No, the chief purpose of a high school education in American history is as a rite of civic membership, an act of inculcation and formation, a way in which the young are introduced to the fullness of their political and cultural inheritance as Americans, enabling them to become literate and conversant in its many features, and to appropriate fully all that it has to offer them, both its privileges and its burdens. To make its stories theirs, and thereby let them come into possession of the common treasure of its cultural life. In that sense, the study of history is different from any other academic subject. It is not merely a body of knowledge. It also ushers the individual person into membership in a common world, and situates them in space and time.
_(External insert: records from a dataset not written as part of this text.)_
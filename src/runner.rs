use crate::bot::callback::CallbackLinks;
use crate::bot::handlers::{self, parse_command, Command};
use crate::config::{Settings, CONNECT_MAX_ATTEMPTS, CONNECT_RETRY_DELAY_SECS};
use crate::media::{MediaExtractor, YtdlpExtractor};
use anyhow::Result;
use std::future::Future;
use std::sync::Arc;
use std::time::Duration;
use teloxide::dispatching::UpdateHandler;
use teloxide::prelude::*;
use teloxide::types::{CallbackQuery, Me};
use teloxide::utils::command::BotCommands;
use teloxide::RequestError;
use tracing::{error, info, warn};

/// Run the bot until a shutdown signal arrives.
///
/// # Errors
///
/// Returns an error when the initial connection fails with a non-retryable error.
pub async fn run_bot(settings: Arc<Settings>) -> Result<()> {
    let bot = build_bot(&settings);

    let me = connect_with_backoff(|| {
        let bot = bot.clone();
        async move { bot.get_me().await }
    })
    .await?;
    info!(username = %me.username(), "Connected to Telegram");

    if let Err(e) = bot.set_my_commands(Command::bot_commands()).await {
        warn!(error = %e, "Failed to register bot commands");
    }

    let extractor: Arc<dyn MediaExtractor> = Arc::new(YtdlpExtractor::from_settings(&settings));
    let links = Arc::new(CallbackLinks::default());
    let handler = setup_handler();

    info!("Bot is running...");

    Dispatcher::builder(bot, handler)
        .dependencies(dptree::deps![settings, extractor, links])
        .enable_ctrlc_handler()
        .build()
        .dispatch()
        .await;

    info!("Bot stopped.");
    Ok(())
}

/// Create the bot client, pointing it at a self-hosted Bot API server if configured.
#[must_use]
pub fn build_bot(settings: &Settings) -> Bot {
    let bot = Bot::new(settings.telegram_token.clone());
    match settings.api_url() {
        Some(url) => {
            info!(
                api_url = %url,
                api_id = ?settings.api_id(),
                "Using custom Bot API server"
            );
            bot.set_api_url(url)
        }
        None => bot,
    }
}

/// Delay before the next connection attempt, or `None` if the error is final.
#[must_use]
pub fn connect_retry_delay(error: &RequestError, attempt: usize) -> Option<Duration> {
    match error {
        RequestError::RetryAfter(secs) => Some(secs.duration()),
        RequestError::Network(_) | RequestError::Io(_) if attempt < CONNECT_MAX_ATTEMPTS => {
            Some(Duration::from_secs(CONNECT_RETRY_DELAY_SECS))
        }
        _ => None,
    }
}

/// Run the connect step, sleeping through rate limits and transient network errors.
///
/// Rate limits are waited out for as long as Telegram asks, indefinitely.
///
/// # Errors
///
/// Returns the last error once it is not retryable.
pub async fn connect_with_backoff<F, Fut, T>(mut operation: F) -> Result<T, RequestError>
where
    F: FnMut() -> Fut,
    Fut: Future<Output = Result<T, RequestError>>,
{
    let mut attempt = 0;
    loop {
        attempt += 1;
        match operation().await {
            Ok(value) => return Ok(value),
            Err(e) => match connect_retry_delay(&e, attempt) {
                Some(delay) => {
                    warn!(
                        attempt,
                        delay_secs = delay.as_secs(),
                        error = %e,
                        "Connection to Telegram failed, retrying"
                    );
                    tokio::time::sleep(delay).await;
                }
                None => {
                    error!(attempt, error = %e, "Connection to Telegram failed");
                    return Err(e);
                }
            },
        }
    }
}

fn setup_handler() -> UpdateHandler<RequestError> {
    dptree::entry()
        .branch(Update::filter_callback_query().endpoint(handle_callback))
        .branch(
            Update::filter_message()
                .branch(
                    // `/song` and `!song` alike
                    dptree::filter_map(|msg: Message, me: Me| {
                        msg.text().and_then(|text| parse_command(text, me.username()))
                    })
                    .endpoint(handle_command),
                )
                .branch(
                    dptree::filter(|msg: Message| msg.text().is_some()).endpoint(handle_text),
                ),
        )
}

async fn handle_command(
    bot: Bot,
    msg: Message,
    cmd: Command,
    settings: Arc<Settings>,
    extractor: Arc<dyn MediaExtractor>,
) -> Result<(), RequestError> {
    if let Err(e) = handlers::handle_command(bot, msg, cmd, settings, extractor).await {
        error!("Command error: {}", e);
    }
    respond(())
}

async fn handle_text(
    bot: Bot,
    msg: Message,
    settings: Arc<Settings>,
    extractor: Arc<dyn MediaExtractor>,
    links: Arc<CallbackLinks>,
) -> Result<(), RequestError> {
    if let Err(e) = handlers::handle_text(bot, msg, settings, extractor, links).await {
        error!("Text handler error: {}", e);
    }
    respond(())
}

async fn handle_callback(
    bot: Bot,
    q: CallbackQuery,
    settings: Arc<Settings>,
    extractor: Arc<dyn MediaExtractor>,
    links: Arc<CallbackLinks>,
) -> Result<(), RequestError> {
    if let Err(e) = handlers::handle_callback(bot, q, settings, extractor, links).await {
        error!("Callback handler error: {}", e);
    }
    respond(())
}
This is especially true in a democracy. The American Founders, and perhaps most notably Thomas Jefferson, well understood that no popular government could flourish for long without an educated citizenry—one that understood the special virtues of republican self-government, and the civic and moral duty of citizens to uphold and guard it. As the historian Donald Kagan has put it, “Democracy requires a patriotic education.” It does so for two reasons: first, because its success depends upon the active participation of its citizens in their own governance; and second, because without such an education, there would be no way to persuade free individuals of the need to make sacrifices for the sake of the greater good. We now seem to think we can dispense with such an education, and in fact are likely to disparage it reflexively, labelling it a form of propaganda or jingoism. But Kagan begs to differ with that assessment. “The encouragement of patriotism,” he laments, “is no longer a part of our public educational system, and the cost of that omission has made itself felt” in a way that “would have alarmed and dismayed the founders of our country.”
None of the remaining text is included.